P.s. Editier mal Deinen post oben und erstetze die Emailadressen mit fakes a la ich@domain.tld. Du willst ja nicht noch mehr spam haben und die robots der spammer scannen gerne mal Foren nach Emailadressen


----------



## Sigix (21. Okt. 2010)

Hallo Till,

danke für deine Nachricht habe jetzt wie folgt abgeändert:
SPAM tag: 3
SPAM tag2: 3.501
SPAM kill: 6.9
SPAM dsn cutoff: 0
SPAM quarantine cutoff: 0

Ist das so korrekt??

PS.: Danke für den Hinweis, hab schon alle emailadressen geändert!


----------



## Till (22. Okt. 2010)

Das ist eine individuele Einstellung, also ein korrekt oder nicht gibt es da nicht wirklich. Schau einfach mal, ob es so gut für Dich funktioniert. Mir persönlich wäre der Kill-Level zu niedrig. Das hängt aber auch davon ab von wem man emails bekommt und wie hoch der normale spam-level bei diesen nicht spam mails im Normalfall ist.


----------



## Sigix (22. Okt. 2010)

Zitat von Till:


> Das ist eine individuele Einstellung, also ein korrekt oder nicht gibt es da nicht wirklich. Schau einfach mal, ob es so gut für Dich funktioniert. Mir persönlich wäre der Kill-Level zu niedrig. Das hängt aber auch davon ab von wem man emails bekommt und wie hoch der normale spam-level bei diesen nicht spam mails im Normalfall ist.

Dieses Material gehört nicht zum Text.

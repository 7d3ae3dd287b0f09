//! Bills page controller

use std::sync::Arc;

use crate::error::{CoreError, DefaultErrorLogger, ErrorContext, ErrorLogger};
use crate::format::{display_bill, sort_by_date_desc};
use crate::models::DisplayBill;
use crate::session::Session;
use crate::store::StoreRef;
use crate::ui::{EyeIcon, ModalContent, Navigator, PageEvents, PageState, Presenter, Route};

/// Whether a receipt URL points at an image the modal can show inline
pub fn is_image_url(url: &str) -> bool {
    // Extension at the end of the path, query string and fragment ignored
    static IMAGE_URL: once_cell::sync::OnceCell<regex::Regex> = once_cell::sync::OnceCell::new();
    let image_regex =
        IMAGE_URL.get_or_init(|| regex::Regex::new(r"(?i)\.(png|jpe?g|gif|webp)([?#].*)?$").unwrap());
    image_regex.is_match(url)
}

/// Whether a receipt URL is an `http(s)` link the modal may point at
pub fn is_web_url(url: &str) -> bool {
    let lower = url.get(..8).unwrap_or(url).to_ascii_lowercase();
    lower.starts_with("http://") || lower.starts_with("https://")
}

pub struct BillsController {
    store: StoreRef,
    navigator: Arc<dyn Navigator>,
    presenter: Arc<dyn Presenter>,
    session: Session,
    logger: DefaultErrorLogger,
}

impl BillsController {
    pub fn new(
        store: StoreRef,
        navigator: Arc<dyn Navigator>,
        presenter: Arc<dyn Presenter>,
        session: Session,
    ) -> Self {
        Self {
            store,
            navigator,
            presenter,
            session,
            logger: DefaultErrorLogger,
        }
    }

    /// Open the receipt modal for the clicked row
    pub fn handle_click_icon_eye(&self, icon: &EyeIcon) {
        let url = icon
            .bill_url
            .as_deref()
            .map(str::trim)
            .filter(|u| !u.is_empty() && *u != "null")
            .filter(|u| is_web_url(u));

        let content = match url {
            Some(url) if is_image_url(url) => ModalContent::Image { url: url.to_string() },
            Some(url) => ModalContent::Link { url: url.to_string() },
            None => {
                self.logger.log_warning(
                    "receipt preview requested for a bill without file URL",
                    &self.context("handle_click_icon_eye"),
                );
                ModalContent::Missing
            }
        };
        self.presenter.show(content);
    }

    /// Go to the new bill form
    pub fn handle_click_new_bill(&self) {
        self.navigator.navigate(Route::NewBill);
    }

    /// Fetch every bill, most recent first, formatted for display.
    ///
    /// A store rejection is a `CoreError::Fetch` carrying the store's message.
    pub async fn get_bills(&self) -> Result<Vec<DisplayBill>, CoreError> {
        let mut bills = self.store.list().await.map_err(|e| {
            let error = CoreError::Fetch { message: e.message };
            self.logger.log_error(&error, &self.context("get_bills"));
            error
        })?;

        sort_by_date_desc(&mut bills);
        log::debug!("fetched {} bills for {}", bills.len(), self.session.email);
        Ok(bills.into_iter().map(display_bill).collect())
    }

    /// Mount the page: Idle -> Loading -> Loaded | Failed
    pub async fn load(&self) -> PageState<Vec<DisplayBill>> {
        let mut state = PageState::Idle;
        state.start();
        state.resolve(self.get_bills().await);
        state
    }

    fn context(&self, operation: &str) -> ErrorContext {
        ErrorContext::new(operation).with_user(&self.session.email)
    }
}

impl PageEvents for BillsController {
    fn on_icon_click(&self, icon: &EyeIcon) -> Result<(), CoreError> {
        self.handle_click_icon_eye(icon);
        Ok(())
    }
}
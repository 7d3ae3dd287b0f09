//! Store abstraction: listing and creating bills, uploading receipts
//!
//! - memory: in-process store with fixture bills and failure injection
//! - remote: REST API client

pub mod memory;
pub mod remote;

use async_trait::async_trait;
use billed_config::{StoreBackend, StoreConfig};
use std::sync::Arc;
use thiserror::Error;

use crate::models::{Bill, FileUpload, NewBill, UploadedFile};

pub use memory::MemoryStore;
pub use remote::RemoteStore;

/// Rejection from the store. The message is meant to be shown to the user as is.
#[derive(Error, Debug, Clone, PartialEq)]
#[error("{message}")]
pub struct StoreError {
    pub message: String,
    /// HTTP status, when the store is remote
    pub status: Option<u16>,
}

impl StoreError {
    pub fn new(message: impl Into<String>) -> Self {
        Self {
            message: message.into(),
            status: None,
        }
    }

    /// Rejection for a non-success HTTP answer
    pub fn from_status(status: u16) -> Self {
        Self {
            message: format!("Erreur {}", status),
            status: Some(status),
        }
    }
}

/// Persistence collaborator for bills and receipts
#[async_trait]
pub trait BillStore: Send + Sync {
    /// All bills visible to the caller
    async fn list(&self) -> Result<Vec<Bill>, StoreError>;

    /// Create a bill record
    async fn create(&self, bill: NewBill) -> Result<Bill, StoreError>;

    /// Store a receipt file
    async fn upload_file(&self, upload: FileUpload) -> Result<UploadedFile, StoreError>;

    /// Receipt previously issued by `upload_file` under `key`, `None` when unknown
    async fn find_file(&self, key: &str) -> Result<Option<UploadedFile>, StoreError>;
}

/// Shared store reference
pub type StoreRef = Arc<dyn BillStore>;

/// Build the store selected by the configuration
pub fn build_store(config: &StoreConfig) -> StoreRef {
    match config.backend {
        StoreBackend::Memory => {
            let store = if config.seed_fixtures {
                MemoryStore::with_fixtures(&config.file_base_url)
            } else {
                MemoryStore::new(&config.file_base_url)
            };
            Arc::new(store)
        }
        StoreBackend::Remote => {
            let api_url = config.api_url.clone().unwrap_or_default();
            Arc::new(RemoteStore::new(api_url, config.api_token.clone()))
        }
    }
}
//! Bills routes - Bill list, receipt preview, new bill button
//!
//! Structure:
//! - api.rs: JSON API and HTMX endpoints
//! - page.rs: Full page rendering

pub mod api;
pub mod page;

pub use api::{api_bills, htmx_bills_list, htmx_new_bill_click, htmx_receipt_modal};
pub use page::page_bills;
//! Bill models, formatting, stores and page controllers

pub mod controllers;
pub mod error;
pub mod format;
pub mod models;
pub mod session;
pub mod store;
pub mod types;
pub mod ui;

pub use controllers::{BillsController, FileChange, FileInput, NewBillController};
pub use error::{CoreError, CoreResult, ErrorCode, ErrorDetails, ErrorSeverity};
pub use models::{Bill, DisplayBill, NewBill, NewBillForm, SelectedFile, UploadedFile};
pub use session::Session;
pub use store::{build_store, BillStore, MemoryStore, RemoteStore, StoreError, StoreRef};
pub use types::{BillStatus, UserType, EXPENSE_TYPES};
pub use ui::{EyeIcon, ModalContent, ModalSlot, NavigationLog, Navigator, PageEvents, PageState, Presenter, Route};
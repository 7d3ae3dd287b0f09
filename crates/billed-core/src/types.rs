//! Basic types for bills

use serde::{Deserialize, Serialize};

pub use billed_config::UserType;

/// Approval status of a bill
#[derive(Debug, Clone, Copy, PartialEq, Eq, Serialize, Deserialize)]
#[serde(rename_all = "lowercase")]
pub enum BillStatus {
    /// Submitted, waiting for an administrator
    Pending,
    /// Approved by an administrator
    Accepted,
    /// Rejected by an administrator
    Refused,
}

impl Default for BillStatus {
    fn default() -> Self {
        BillStatus::Pending
    }
}

impl BillStatus {
    /// French display label
    pub fn label(&self) -> &'static str {
        match self {
            BillStatus::Pending => "En attente",
            BillStatus::Accepted => "Accepté",
            BillStatus::Refused => "Refusé",
        }
    }

    /// CSS classes for the status badge
    pub fn badge_class(&self) -> &'static str {
        match self {
            BillStatus::Pending => "bg-yellow-100 text-yellow-800",
            BillStatus::Accepted => "bg-green-100 text-green-800",
            BillStatus::Refused => "bg-red-100 text-red-800",
        }
    }
}

impl std::str::FromStr for BillStatus {
    type Err = String;
    fn from_str(s: &str) -> Result<Self, Self::Err> {
        match s {
            "pending" => Ok(BillStatus::Pending),
            "accepted" => Ok(BillStatus::Accepted),
            "refused" => Ok(BillStatus::Refused),
            _ => Err(format!("Invalid bill status: {}", s)),
        }
    }
}

impl std::fmt::Display for BillStatus {
    fn fmt(&self, f: &mut std::fmt::Formatter<'_>) -> std::fmt::Result {
        match self {
            BillStatus::Pending => write!(f, "pending"),
            BillStatus::Accepted => write!(f, "accepted"),
            BillStatus::Refused => write!(f, "refused"),
        }
    }
}

/// Expense categories offered by the new bill form
pub const EXPENSE_TYPES: [&str; 7] = [
    "Transports",
    "Restaurants et bars",
    "Hôtel et logement",
    "Services en ligne",
    "IT et électronique",
    "Equipement et matériel",
    "Fournitures de bureau",
];
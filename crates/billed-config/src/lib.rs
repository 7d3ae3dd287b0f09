//! Configuration management for billed
//!
//! This module handles loading, validation, and management of
//! billed configuration from YAML files.

pub mod error;

use serde::{Deserialize, Serialize};
use std::path::Path;

pub use error::{ConfigError, ConfigErrorCode, ConfigErrorDetails, ConfigResult};

// ==================== Configuration Types ====================

/// Server configuration
#[derive(Debug, Clone, Serialize, Deserialize)]
pub struct ServerConfig {
    /// Server host address
    #[serde(default = "default_host")]
    pub host: String,
    /// Server port
    #[serde(default = "default_port")]
    pub port: u16,
}

impl Default for ServerConfig {
    fn default() -> Self {
        Self {
            host: default_host(),
            port: default_port(),
        }
    }
}

fn default_host() -> String {
    "0.0.0.0".to_string()
}

fn default_port() -> u16 {
    8082
}

/// Which store implementation backs the application
#[derive(Debug, Clone, Copy, PartialEq, Serialize, Deserialize)]
#[serde(rename_all = "lowercase")]
pub enum StoreBackend {
    /// In-process store seeded with fixture bills
    Memory,
    /// Remote REST API
    Remote,
}

impl Default for StoreBackend {
    fn default() -> Self {
        StoreBackend::Memory
    }
}

impl std::str::FromStr for StoreBackend {
    type Err = String;
    fn from_str(s: &str) -> Result<Self, Self::Err> {
        match s.to_lowercase().as_str() {
            "memory" => Ok(StoreBackend::Memory),
            "remote" => Ok(StoreBackend::Remote),
            _ => Err(format!("Invalid store backend: {}", s)),
        }
    }
}

impl std::fmt::Display for StoreBackend {
    fn fmt(&self, f: &mut std::fmt::Formatter<'_>) -> std::fmt::Result {
        match self {
            StoreBackend::Memory => write!(f, "memory"),
            StoreBackend::Remote => write!(f, "remote"),
        }
    }
}

/// Store settings
#[derive(Debug, Clone, Serialize, Deserialize)]
pub struct StoreConfig {
    #[serde(default)]
    pub backend: StoreBackend,
    /// Base URL of the remote API (required for the remote backend)
    #[serde(default)]
    pub api_url: Option<String>,
    /// Bearer token sent to the remote API
    #[serde(default)]
    pub api_token: Option<String>,
    /// Prefix of the receipt URLs handed out by the memory store
    #[serde(default = "default_file_base_url")]
    pub file_base_url: String,
    /// Seed the memory store with sample bills
    #[serde(default = "default_true")]
    pub seed_fixtures: bool,
}

impl Default for StoreConfig {
    fn default() -> Self {
        Self {
            backend: StoreBackend::Memory,
            api_url: None,
            api_token: None,
            file_base_url: default_file_base_url(),
            seed_fixtures: true,
        }
    }
}

fn default_file_base_url() -> String {
    "https://localhost:3456/images".to_string()
}

fn default_true() -> bool {
    true
}

/// User role
#[derive(Debug, Clone, Copy, PartialEq, Eq, Serialize, Deserialize)]
pub enum UserType {
    #[serde(alias = "employee")]
    Employee,
    #[serde(alias = "admin")]
    Admin,
}

impl Default for UserType {
    fn default() -> Self {
        UserType::Employee
    }
}

impl std::str::FromStr for UserType {
    type Err = String;
    fn from_str(s: &str) -> Result<Self, Self::Err> {
        match s.to_lowercase().as_str() {
            "employee" => Ok(UserType::Employee),
            "admin" => Ok(UserType::Admin),
            _ => Err(format!("Invalid user type: {}", s)),
        }
    }
}

impl std::fmt::Display for UserType {
    fn fmt(&self, f: &mut std::fmt::Formatter<'_>) -> std::fmt::Result {
        match self {
            UserType::Employee => write!(f, "Employee"),
            UserType::Admin => write!(f, "Admin"),
        }
    }
}

/// Default user, used when a request carries no `user` cookie
#[derive(Debug, Clone, Serialize, Deserialize)]
pub struct SessionConfig {
    #[serde(default = "default_email")]
    pub email: String,
    #[serde(default)]
    pub user_type: UserType,
}

impl Default for SessionConfig {
    fn default() -> Self {
        Self {
            email: default_email(),
            user_type: UserType::Employee,
        }
    }
}

fn default_email() -> String {
    "employee@test.tld".to_string()
}

/// Receipt upload settings
#[derive(Debug, Clone, Serialize, Deserialize)]
pub struct UploadConfig {
    /// Largest accepted request body, in bytes; bounds receipt uploads
    #[serde(default = "default_max_file_size")]
    pub max_file_size: usize,
}

impl Default for UploadConfig {
    fn default() -> Self {
        Self {
            max_file_size: default_max_file_size(),
        }
    }
}

fn default_max_file_size() -> usize {
    5 * 1024 * 1024
}

/// Logging configuration
#[derive(Debug, Clone, Serialize, Deserialize)]
pub struct LoggingConfig {
    /// Log level: debug, info, warn, error
    #[serde(default = "default_log_level")]
    pub level: String,
}

impl Default for LoggingConfig {
    fn default() -> Self {
        Self {
            level: default_log_level(),
        }
    }
}

fn default_log_level() -> String {
    "info".to_string()
}

/// Main configuration structure
#[derive(Debug, Clone, Serialize, Deserialize, Default)]
pub struct Config {
    /// Server settings
    #[serde(default)]
    pub server: ServerConfig,
    /// Store settings
    #[serde(default)]
    pub store: StoreConfig,
    /// Default session
    #[serde(default)]
    pub session: SessionConfig,
    /// Upload settings
    #[serde(default)]
    pub upload: UploadConfig,
    /// Logging settings
    #[serde(default)]
    pub logging: LoggingConfig,
}

impl Config {
    /// Load configuration from a YAML file
    pub fn load(path: impl AsRef<Path>) -> ConfigResult<Self> {
        let path = path.as_ref();
        if !path.exists() {
            return Err(ConfigError::FileNotFound {
                path: path.display().to_string(),
            });
        }

        let content = std::fs::read_to_string(path).map_err(|source| ConfigError::Unreadable {
            path: path.display().to_string(),
            source,
        })?;
        let config = Self::from_yaml(&content)?;
        log::debug!("configuration loaded from {}", path.display());
        Ok(config)
    }

    /// Parse and validate a YAML document
    pub fn from_yaml(content: &str) -> ConfigResult<Self> {
        let config: Config = serde_yaml::from_str(content).map_err(|e| ConfigError::InvalidYaml {
            message: e.to_string(),
        })?;
        config.validate()?;
        Ok(config)
    }

    /// Validate configuration values
    pub fn validate(&self) -> Result<(), ConfigError> {
        if self.server.port == 0 {
            return Err(ConfigError::InvalidValue {
                field: "server.port".to_string(),
                reason: "Port must be greater than 0".to_string(),
            });
        }

        if self.store.backend == StoreBackend::Remote
            && self.store.api_url.as_deref().map_or(true, |u| u.trim().is_empty())
        {
            return Err(ConfigError::MissingField {
                field: "store.api_url".to_string(),
            });
        }

        if self.upload.max_file_size == 0 {
            return Err(ConfigError::InvalidValue {
                field: "upload.max_file_size".to_string(),
                reason: "Upload limit must be greater than 0".to_string(),
            });
        }

        Ok(())
    }

    /// Address the HTTP server binds to
    pub fn bind_address(&self) -> String {
        format!("{}:{}", self.server.host, self.server.port)
    }
}
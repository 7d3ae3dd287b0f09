//! Error types for billed-config

use thiserror::Error;

/// Stable code of a configuration error, shown in the startup report
#[derive(Debug, Clone, Copy, PartialEq, Eq)]
pub enum ConfigErrorCode {
    FileNotFound,
    InvalidYaml,
    MissingField,
    InvalidValue,
    Unreadable,
}

impl std::fmt::Display for ConfigErrorCode {
    fn fmt(&self, f: &mut std::fmt::Formatter<'_>) -> std::fmt::Result {
        let code = match self {
            ConfigErrorCode::FileNotFound => "FILE_NOT_FOUND",
            ConfigErrorCode::InvalidYaml => "INVALID_YAML",
            ConfigErrorCode::MissingField => "MISSING_FIELD",
            ConfigErrorCode::InvalidValue => "INVALID_VALUE",
            ConfigErrorCode::Unreadable => "UNREADABLE",
        };
        f.write_str(code)
    }
}

/// Startup report of a configuration error
#[derive(Debug, Clone)]
pub struct ConfigErrorDetails {
    pub code: ConfigErrorCode,
    pub message: String,
    /// Dotted path of the offending key, e.g. `store.api_url`
    pub field: Option<String>,
    pub suggestions: Vec<String>,
}

impl std::fmt::Display for ConfigErrorDetails {
    fn fmt(&self, f: &mut std::fmt::Formatter<'_>) -> std::fmt::Result {
        write!(f, "[{}] {}", self.code, self.message)?;
        if let Some(ref field) = self.field {
            write!(f, "\nField: {}", field)?;
        }
        if !self.suggestions.is_empty() {
            write!(f, "\nSuggestions:")?;
            for suggestion in &self.suggestions {
                write!(f, "\n  - {}", suggestion)?;
            }
        }
        Ok(())
    }
}

/// Configuration error type
#[derive(Error, Debug)]
pub enum ConfigError {
    #[error("File not found: {path}")]
    FileNotFound { path: String },

    #[error("Invalid YAML: {message}")]
    InvalidYaml { message: String },

    #[error("Missing required field: {field}")]
    MissingField { field: String },

    #[error("Invalid field value: {field} - {reason}")]
    InvalidValue { field: String, reason: String },

    #[error("Cannot read {path}: {source}")]
    Unreadable {
        path: String,
        #[source]
        source: std::io::Error,
    },
}

impl ConfigError {
    pub fn code(&self) -> ConfigErrorCode {
        match self {
            ConfigError::FileNotFound { .. } => ConfigErrorCode::FileNotFound,
            ConfigError::InvalidYaml { .. } => ConfigErrorCode::InvalidYaml,
            ConfigError::MissingField { .. } => ConfigErrorCode::MissingField,
            ConfigError::InvalidValue { .. } => ConfigErrorCode::InvalidValue,
            ConfigError::Unreadable { .. } => ConfigErrorCode::Unreadable,
        }
    }

    /// Report printed by the binary before it exits
    pub fn to_details(&self) -> ConfigErrorDetails {
        let (field, suggestions) = match self {
            ConfigError::FileNotFound { .. } => (
                None,
                vec!["Pass --config with the path of your config.yaml.".to_string()],
            ),
            ConfigError::InvalidYaml { .. } => (
                None,
                vec!["Compare the file with the sample config.yaml shipped with Billed.".to_string()],
            ),
            ConfigError::MissingField { field } => (Some(field.clone()), suggest_for(field)),
            ConfigError::InvalidValue { field, reason } => (Some(field.clone()), vec![reason.clone()]),
            ConfigError::Unreadable { .. } => (
                None,
                vec!["Check that the file is readable by the user running Billed.".to_string()],
            ),
        };

        ConfigErrorDetails {
            code: self.code(),
            message: self.to_string(),
            field,
            suggestions,
        }
    }
}

fn suggest_for(field: &str) -> Vec<String> {
    match field {
        "store.api_url" => vec![
            "Set store.api_url to the bills API base URL.".to_string(),
            "Or use store.backend: memory to run without the API.".to_string(),
        ],
        other => vec![format!("Add '{}' to your config file.", other)],
    }
}

/// Result type with ConfigError
pub type ConfigResult<T> = Result<T, ConfigError>;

 Alles klar,...danke ich werde das mal so lassen und meine SPAMs regelmäßig kontrollieren!

Danke!


----------



## Sigix (2. Nov. 2010)

Hallo Till,

ich habe jetzt einige Zeit folgende SPAMfilter Richtlinie getestet:

Richtlinie:
Richtlinienname - Normal
Virus Liebhaber - No
SPAM Liebhaber - No
Banned Files Liebhaber - No  
Bad Header Liebhaber - No  
Umgehe Virus Überprüfungen - No  
Umgehe Banned Überprüfungen - No  
Umgehe Header Überprüfungen - No

Tag-Level:
SPAM tag Level - 3 SPAM tag2 Level - 3.501 
SPAM kill Level - 6.9 
SPAM dsn cutoff Level - 0 
SPAM quarantine cutoff Level - 0 
SPAM ändert Betreff - Yes
SPAM Betreff Markierung tag - leer 
SPAM Betreff Markierung tag2 - leer


Trotzdem kommen noch immer SPAMS durch (ca. 10-20 am Tag)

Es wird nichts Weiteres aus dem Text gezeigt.